• [Exercise]
Print the data below exactly, but only the lines from the one containing "fn default() ->" down to the one containing "self.rescore = true;", inclusive.

• [Recorded information]
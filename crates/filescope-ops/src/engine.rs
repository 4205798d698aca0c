//! The engine owning the active tree.
//!
//! Every mutation runs as one critical section: the tree is cloned, the
//! change applied to the copy, dependents and importance recomputed when the
//! graph moved, the copy saved, and only then swapped in. A failure at any
//! step leaves the active tree as it was.

use std::collections::HashMap;
use std::path::{Path, PathBuf};
use std::sync::{Arc, Mutex, MutexGuard};

use chrono::Utc;
use filescope_analyze::{DependencyExtractor, ranked_files, recalculate};
use filescope_core::path::normalize;
use filescope_core::{
    DEFAULT_MAX_FILE_SIZE, ExcludeRules, FileNode, FileTree, ScanError, ScanWarning, TreeConfig,
    TreeStats, WatchConfig, compile_pattern, display_name, query,
};
use filescope_scan::TreeScanner;
use tokio::sync::broadcast;
use tracing::{debug, info};

use crate::error::{EngineError, EngineResult, PersistError};
use crate::events::{EVENT_CAPACITY, TreeEvent};
use crate::mutate::{self, Mutator, NodeUpdate, UpdateOutcome};
use crate::persist::{TreeStore, TreeSummary, tree_filename};
use crate::watcher::{self, FsChange, WatchHandle, WatchStatus, WatchTarget};

/// Settings for [`Engine::create`].
#[derive(Debug, Clone)]
pub struct EngineOptions {
    /// Document name; defaults to the project directory's name.
    pub filename: Option<String>,
    /// Root for root-relative imports; defaults to the scanned directory.
    pub project_root: Option<PathBuf>,
    pub exclude_patterns: Vec<String>,
    pub file_watching: WatchConfig,
    /// Keep dot-prefixed entries in scans and additions.
    pub include_hidden: bool,
    /// Deepest directory level scanned (None = unlimited).
    pub max_depth: Option<u32>,
    /// Worker threads for scans (0 = auto-detect).
    pub threads: usize,
    pub max_file_size: u64,
}

impl Default for EngineOptions {
    fn default() -> Self {
        Self {
            filename: None,
            project_root: None,
            exclude_patterns: Vec::new(),
            file_watching: WatchConfig::default(),
            include_hidden: true,
            max_depth: None,
            threads: 0,
            max_file_size: DEFAULT_MAX_FILE_SIZE,
        }
    }
}

struct EngineState {
    tree: FileTree,
    rules: ExcludeRules,
    warnings: Vec<ScanWarning>,
}

/// Result of one mutation, before it is committed.
struct Commit<T> {
    value: T,
    dirty: bool,
    rescore: bool,
    events: Vec<TreeEvent>,
}

impl<T> Commit<T> {
    fn unchanged(value: T) -> Self {
        Self {
            value,
            dirty: false,
            rescore: false,
            events: Vec::new(),
        }
    }

    fn changed(value: T, events: Vec<TreeEvent>) -> Self {
        Self {
            value,
            dirty: true,
            rescore: false,
            events,
        }
    }

    fn rescored(mut self) -> Self {
        self.rescore = true;
        self
    }
}

struct Shared {
    state: Mutex<EngineState>,
    store: TreeStore,
    extractor: DependencyExtractor,
    events: broadcast::Sender<TreeEvent>,
    threads: usize,
    max_file_size: u64,
}

impl Shared {
    fn lock(&self) -> EngineResult<MutexGuard<'_, EngineState>> {
        self.state.lock().map_err(|_| EngineError::Poisoned)
    }

    fn emit(&self, events: impl IntoIterator<Item = TreeEvent>) {
        for event in events {
            // No receivers is fine.
            let _ = self.events.send(event);
        }
    }

    fn commit<T>(
        &self,
        op: impl FnOnce(&mut FileTree, &ExcludeRules) -> EngineResult<Commit<T>>,
    ) -> EngineResult<T> {
        let mut state = self.lock()?;
        let mut working = state.tree.clone();
        let Commit {
            value,
            dirty,
            rescore,
            mut events,
        } = op(&mut working, &state.rules)?;
        if !dirty {
            return Ok(value);
        }

        if rescore {
            recalculate(&mut working.root);
            events.push(TreeEvent::Recalculated);
        }
        let rules = if working.config.exclude_patterns != state.tree.config.exclude_patterns
            || working.config.include_hidden != state.tree.config.include_hidden
        {
            Some(build_rules(&working)?)
        } else {
            None
        };
        working.config.last_updated = Utc::now();
        self.store.save(&working)?;

        state.tree = working;
        if let Some(rules) = rules {
            state.rules = rules;
        }
        drop(state);

        self.emit(events);
        Ok(value)
    }

    fn add_node(&self, path: &Path) -> EngineResult<Vec<PathBuf>> {
        self.commit(|tree, rules| {
            let doc = self.store.path_for(&tree.config.filename)?;
            let added = Mutator::new(&self.extractor, rules)
                .ignoring(&doc)
                .add_node(tree, path)?;
            let events = if added.is_empty() {
                vec![TreeEvent::NodeUpdated(normalize(path, &tree.root.path))]
            } else {
                added.iter().cloned().map(TreeEvent::NodeAdded).collect()
            };
            Ok(Commit::changed(added, events).rescored())
        })
    }

    fn remove_node(&self, path: &Path) -> EngineResult<Vec<PathBuf>> {
        self.commit(|tree, _| {
            let removed = mutate::remove_node(tree, path)?;
            let events = removed.iter().cloned().map(TreeEvent::NodeRemoved).collect();
            Ok(Commit::changed(removed, events).rescored())
        })
    }

    fn update_node(&self, path: &Path, update: &NodeUpdate) -> EngineResult<UpdateOutcome> {
        self.commit(|tree, rules| {
            let outcome = Mutator::new(&self.extractor, rules).update_node(tree, path, update)?;
            let touched =
                update.summary.is_some() || update.importance.is_some() || outcome.refreshed;
            if !touched {
                return Ok(Commit::unchanged(outcome));
            }
            let event = TreeEvent::NodeUpdated(normalize(path, &tree.root.path));
            let commit = Commit::changed(outcome, vec![event]);
            Ok(if outcome.graph_changed {
                commit.rescored()
            } else {
                commit
            })
        })
    }

    fn rebuild(&self) -> EngineResult<TreeStats> {
        let mut state = self.lock()?;
        let doc = self.store.path_for(&state.tree.config.filename)?;
        let (mut root, warnings) =
            scan_tree(&state.tree.config, self.threads, self.max_file_size, &doc)?;

        let summaries: HashMap<&Path, &String> = state
            .tree
            .root
            .iter()
            .filter_map(|n| n.summary.as_ref().map(|s| (n.path.as_path(), s)))
            .collect();
        root.for_each_mut(|node| {
            if let Some(summary) = summaries.get(node.path.as_path()) {
                node.summary = Some((*summary).clone());
            }
        });

        let mut tree = FileTree::new(state.tree.config.clone(), root);
        tree.config.last_updated = Utc::now();
        self.store.save(&tree)?;

        let stats = tree.stats();
        state.tree = tree;
        state.warnings = warnings;
        drop(state);

        info!(files = stats.total_files, edges = stats.total_edges, "rebuilt tree");
        self.emit([TreeEvent::Rebuilt]);
        Ok(stats)
    }
}
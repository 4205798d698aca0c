//! File system scanning engine for filescope.
//!
//! This crate walks a project directory and builds the file tree with every
//! file's dependencies already extracted.
//!
//! # Overview
//!
//! - **Parallel traversal** via jwalk/rayon
//! - **Parallel extraction** of each file's references on a rayon pool
//! - **Progress updates** via broadcast channels
//! - **Symlink loop detection** through a concurrent visited-directory set
//! - **Exclusion rules** applied before a directory is descended into
//!
//! # Example
//!
//! ```rust,no_run
//! use filescope_scan::{ScanConfig, TreeScanner};
//!
//! let config = ScanConfig::new("/path/to/project");
//! let outcome = TreeScanner::new().scan(&config).unwrap();
//!
//! println!("Files: {}", outcome.stats.total_files);
//! println!("Edges: {}", outcome.stats.total_edges);
//! ```
//!
//! # Progress Monitoring
//!
//! ```rust,no_run
//! use filescope_scan::TreeScanner;
//!
//! let scanner = TreeScanner::new();
//! let mut progress_rx = scanner.subscribe();
//!
//! tokio::spawn(async move {
//!     while let Ok(progress) = progress_rx.recv().await {
//!         println!("Scanned {} files", progress.files_scanned);
//!     }
//! });
//! ```

mod progress;
mod scanner;
mod visited;

pub use progress::{ScanPhase, ScanProgress};
pub use scanner::{ScanOutcome, TreeScanner, scan};
pub use visited::VisitedDirs;

// Re-export core types for convenience
pub use filescope_core::{FileNode, ScanConfig, ScanError, ScanWarning, TreeStats, WarningKind};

• [Reply]
    fn default() -> Self {
        Self {
            filename: None,
            project_root: None,
            exclude_patterns: Vec::new(),
            file_watching: WatchConfig::default(),
            include_hidden: true,
            max_depth: None,
            threads: 0,
            max_file_size: DEFAULT_MAX_FILE_SIZE,
        }
    }
}

struct EngineState {
    tree: FileTree,
    rules: ExcludeRules,
    warnings: Vec<ScanWarning>,
}

/// Result of one mutation, before it is committed.
struct Commit<T> {
    value: T,
    dirty: bool,
    rescore: bool,
    events: Vec<TreeEvent>,
}

impl<T> Commit<T> {
    fn unchanged(value: T) -> Self {
        Self {
            value,
            dirty: false,
            rescore: false,
            events: Vec::new(),
        }
    }

    fn changed(value: T, events: Vec<TreeEvent>) -> Self {
        Self {
            value,
            dirty: true,
            rescore: false,
            events,
        }
    }

    fn rescored(mut self) -> Self {
        self.rescore = true;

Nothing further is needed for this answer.